Die vom Coronavirus ausgelöste Pandemie hat uns mit einer neuen Intensität die Vernetzung der Welt vor Augen geführt. Das Virus verbreitete sich besonders rasch in Regionen, die in engen Austauschprozessen mit anderen Teilen der Welt stehen. Zugleich ließ es keine Weltregion unberührt. Erstaunlich wirkt im Rückblick, wie unwahrscheinlich seine Ausbreitung in Europa noch Anfang März erschien.
Seit Mitte März aber ist der globale Charakter der Krise ganz in das Zentrum der Medienöffentlichkeit gerückt – und das unterscheidet sie von der aktuell vielzitierten Spanischen Grippe: War jene von begrenzter Berichterstattung geprägt, deren Blick lokal, national oder auf bestimmte Regionen gerichtet war, verändert seit dem Frühjahr 2020 die stündliche Aktualisierung von Fallzahlen aus aller Welt Raum- und Zeitwahrnehmungen.

Die Corona-Datenseite der Johns Hopkins University; Quelle: inquirer.com
Die Ikonographie der Pandemie ist jene der wachsenden roten Punkte auf Weltkarten; sie suggeriert eine Welt der Echtzeitzirkulation von Wissen ohne Begrenzungen. Gerade in der Frühphase hob die überraschend einheitliche Visualisierung nicht den individuellen Kranken, sondern die Globalität und, in animierter Form, die Dynamik des Phänomens hervor. Landkarten der ökonomischen Verflechtung der Welt wurden zu Landkarten der Infektionswege. Nicht zuletzt offenbart die Pandemie auch jenseits der medialen Ebene die enge wirtschaftliche Vernetzung der Welt mit neuer Deutlichkeit – nicht nur durch den Verlauf des Ausbruchs, sondern auch in der Unmittelbarkeit, mit der die Unterbrechung von Lieferketten für Konsumenten spürbar wird.

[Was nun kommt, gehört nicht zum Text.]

//! Share payload value object.

use serde::{Deserialize, Deserializer, Serialize};

/// Title/text/URL triple handed over by a sharing application.
///
/// Every field defaults to an empty string. A payload carries no identity of its own;
/// consumers decide what counts as a duplicate.
#[derive(Debug, Clone, PartialEq, Eq, Hash, Default, Serialize, Deserialize)]
#[serde(default)]
pub struct SharePayload {
    /// Shared title.
    #[serde(deserialize_with = "string_or_empty")]
    pub title: String,
    /// Shared free text, which may embed a URL.
    #[serde(deserialize_with = "string_or_empty")]
    pub text: String,
    /// Shared URL, unvalidated.
    #[serde(deserialize_with = "string_or_empty")]
    pub url: String,
}

impl SharePayload {
    /// Builds a payload from its three fields.
    pub fn new(title: impl Into<String>, text: impl Into<String>, url: impl Into<String>) -> Self {
        Self {
            title: title.into(),
            text: text.into(),
            url: url.into(),
        }
    }

    /// Returns whether neither text nor URL carries anything to act on.
    pub fn is_blank(&self) -> bool {
        self.text.is_empty() && self.url.is_empty()
    }
}

/// Accepts `null` where a string is expected and maps it to `""`.
fn string_or_empty<'de, D>(deserializer: D) -> Result<String, D::Error>
where
    D: Deserializer<'de>,
{
    Ok(Option::<String>::deserialize(deserializer)?.unwrap_or_default())
}

#[cfg(test)]
mod tests {
    use pretty_assertions::assert_eq;
    use serde_json::json;

    use super::*;

    #[test]
    fn missing_and_null_fields_default_to_empty() {
        let payload: SharePayload =
            serde_json::from_value(json!({ "url": "https://example.com", "text": null }))
                .expect("payload");
        assert_eq!(payload, SharePayload::new("", "", "https://example.com"));
        assert!(!payload.is_blank());
        assert!(SharePayload::default().is_blank());
    }
}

Eine globale „imagined community“?
Ersetzt demnach eine globale imagined community im Zeitalter der digitalen Kommunikation national gedachte Gemeinschaften? Kaum. In Europa haben wir die Wucht des Nationalen lange nicht so stark gespürt wie in den ersten Wochen der Corona-Krise. Der Export von Medizingütern wurde verboten. Es wurden nicht Regionen ohne Infektionsgeschehen von solchen mit Infizierten abgeriegelt, sondern nationale Grenzen geschlossen. An der Grenze zwischen der Bundesrepublik und Luxembourg patrouillierten Soldaten mit geschulterten Gewehren. Als die Fallzahlen im Elsass bereits explodierten und Krankenhäuser überfüllt waren, standen Intensivbetten im benachbarten Südbaden leer. Elsässer wurden per Hubschrauber in andere französische Regionen transportiert, und erst nach mühsamen Verhandlungen konnten einzelne in Deutschland behandelt werden. Die Aufnahme weniger Patienten aus Italien wurde als Medienereignis europäischer Solidarität inszeniert, von Außenministern twitternd begleitet. Die Zahlen aber blieben gering, die Solidarität eher symbolisch als praxiswirksam.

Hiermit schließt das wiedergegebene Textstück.